Fig. 3: A tight correlation between epigenomic and transcriptomic macrophage programming in both M2_IL4 and M2_GC.

a Correlation between RNAseq, ATACseq and H3K27ac ChIPseq signals in IL4-specific Chil4, GC-specific Hif3a and shared Klf9 in each population. b Genome-wide changes in up- or downregulated differential ATACseq (left) and H3K27ac ChIPseq (right) peaks located within – 20 K + 20 K window centered on the TSS of RNAseq-differential or -non-differential genes in M2_IL4 and M2_Dex, as indicated. c, d Comparison of TSS window-associated ATACseq (c) or H3K27ac ChIPseq (d) peaks in differential (teal) vs. non-differential (gray) genes in M2_IL4 (left panels) and M2_Dex (right panels), as indicated, stratified by the number of gene-associated peaks. Only peaks with the largest positive (max) or negative (min) changes relative to M0 are shown.

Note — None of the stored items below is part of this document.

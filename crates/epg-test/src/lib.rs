//! Helpers for testing the EPG service.
//!
//! When writing tests, keep the following points in mind:
//!
//!  - In every test, call [`setup`]. This will set up the logger so that all console output
//!    is captured by the test runner.
//!
//!  - When using [`tempdir`], make sure that the handle to the temp directory is held for the
//!    entire lifetime of the test. When dropped too early, the file-system cache store will
//!    silently write into a deleted directory. Assign it to a variable in the test function
//!    (e.g. `let cache_dir = test::tempdir()`).

use tracing_subscriber::filter::EnvFilter;
use tracing_subscriber::fmt::fmt;

pub use tempfile::TempDir;

/// Setup the test environment.
///
/// Initializes logs: The logger only captures logs from the `epg_service` crate and mutes all
/// other logs.
pub fn setup() {
    fmt()
        .with_env_filter(EnvFilter::new("epg_service=trace"))
        .with_target(false)
        .pretty()
        .with_test_writer()
        .try_init()
        .ok();
}

/// Creates a temporary directory.
///
/// The directory is deleted when the [`TempDir`] instance is dropped, unless
/// [`into_path`](TempDir::into_path) is called. Use it as a guard to automatically clean up after
/// tests.
pub fn tempdir() -> TempDir {
    TempDir::new().unwrap()
}
use std::fs;
use std::io;
use std::path::{Path, PathBuf};

use serde::{Deserialize, Serialize};
use tempfile::NamedTempFile;

use crate::types::{ProgramEntry, Schedule, TaskKey};

use super::store_path::STORE_VERSION;
use super::{CacheStore, StoreError, StorePath};

/// The on-disk representation of a stored schedule.
///
/// The key is stored alongside the entries to make the files self-describing.
#[derive(Serialize)]
struct StoredScheduleRef<'a> {
    key: &'a TaskKey,
    entries: &'a [ProgramEntry],
}

#[derive(Deserialize)]
struct StoredSchedule {
    key: TaskKey,
    entries: Schedule,
}

/// A [`CacheStore`] persisting one JSON file per key on the file system.
#[derive(Debug, Clone)]
pub struct FsCacheStore {
    cache_dir: PathBuf,
    tmp_dir: PathBuf,
}

impl FsCacheStore {
    /// Opens the store rooted at `cache_dir`.
    ///
    /// This creates the directory if needed and clears temporary files left over from a
    /// previous run.
    pub fn open(cache_dir: impl Into<PathBuf>) -> io::Result<Self> {
        let cache_dir = cache_dir.into();
        let tmp_dir = cache_dir.join("tmp");

        if tmp_dir.exists() {
            fs::remove_dir_all(&tmp_dir)?;
        }
        fs::create_dir_all(&tmp_dir)?;

        Ok(Self { cache_dir, tmp_dir })
    }

    /// The root directory of this store.
    pub fn cache_dir(&self) -> &Path {
        &self.cache_dir
    }

    fn cache_path(&self, key: &TaskKey) -> PathBuf {
        self.cache_dir
            .join(StorePath::for_key(key).relative_path(STORE_VERSION))
    }

    fn tempfile(&self) -> io::Result<NamedTempFile> {
        // The tmp directory could have been removed underneath us.
        fs::create_dir_all(&self.tmp_dir)?;
        tempfile::Builder::new()
            .prefix("tmp")
            .tempfile_in(&self.tmp_dir)
    }
}

impl CacheStore for FsCacheStore {
    fn has(&self, key: &TaskKey) -> bool {
        self.cache_path(key).is_file()
    }

    fn get(&self, key: &TaskKey) -> Result<Schedule, StoreError> {
        let path = self.cache_path(key);
        tracing::trace!("Loading schedule {} at path {}", key, path.display());

        let data = match fs::read(&path) {
            Ok(data) => data,
            Err(e) if e.kind() == io::ErrorKind::NotFound => return Err(StoreError::NotFound),
            Err(e) => return Err(e.into()),
        };

        let stored: StoredSchedule = serde_json::from_slice(&data).map_err(|e| {
            tracing::warn!(
                error = &e as &dyn std::error::Error,
                path = %path.display(),
                "Failed to parse stored schedule",
            );
            StoreError::Malformed(e.to_string())
        })?;

        if stored.key != *key {
            return Err(StoreError::Malformed(format!(
                "expected schedule for {key}, found {}",
                stored.key
            )));
        }

        Ok(stored.entries)
    }

    fn put(&self, key: &TaskKey, schedule: &Schedule) -> Result<(), StoreError> {
        let path = self.cache_path(key);
        tracing::trace!("Storing schedule {} at path {}", key, path.display());

        let mut temp_file = self.tempfile()?;
        let stored = StoredScheduleRef {
            key,
            entries: schedule,
        };
        serde_json::to_writer(temp_file.as_file_mut(), &stored)?;
        temp_file.as_file().sync_data()?;

        persist_tempfile(temp_file, &path)?;
        Ok(())
    }
}

fn persist_tempfile(mut temp_file: NamedTempFile, cache_path: &Path) -> io::Result<fs::File> {
    let parent = cache_path
        .parent()
        .ok_or_else(|| io::Error::other("no parent directory to persist item"))?;

    // Directories could be removed concurrently by an outside cleanup, so retry the fs
    // operations a few times.
    const MAX_RETRIES: usize = 2;
    let mut retries = 0;
    let file = loop {
        retries += 1;

        if let Err(e) = fs::create_dir_all(parent) {
            tracing::error!(
                error = &e as &dyn std::error::Error,
                path = %parent.display(),
                "Failed to create cache directory",
            );
            if retries > MAX_RETRIES {
                return Err(e);
            }
            continue;
        }

        match temp_file.persist(cache_path) {
            Ok(file) => break file,
            Err(e) => {
                temp_file = e.file;
                let err = e.error;
                tracing::error!(
                    error = &err as &dyn std::error::Error,
                    path = %cache_path.display(),
                    "Failed to create cache file",
                );
                if retries > MAX_RETRIES {
                    return Err(err);
                }
                continue;
            }
        }
    };
    Ok(file)
}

A subset of 92 shared up- (red) and downregulated (blue) DEGs identified by RNAseq (Fig. 1) are labeled in each of the 4 panels. e Correlation between normalized H3K27ac ChIPseq and ATACseq signals in the TSS-proximal – 1 K + 1 K windows for differential (teal) and non-differential (gray) genes. A subset of 92 shared upregulated (red) and downregulated (blue) DEGs identified by RNAseq (Fig. 1) are labeled.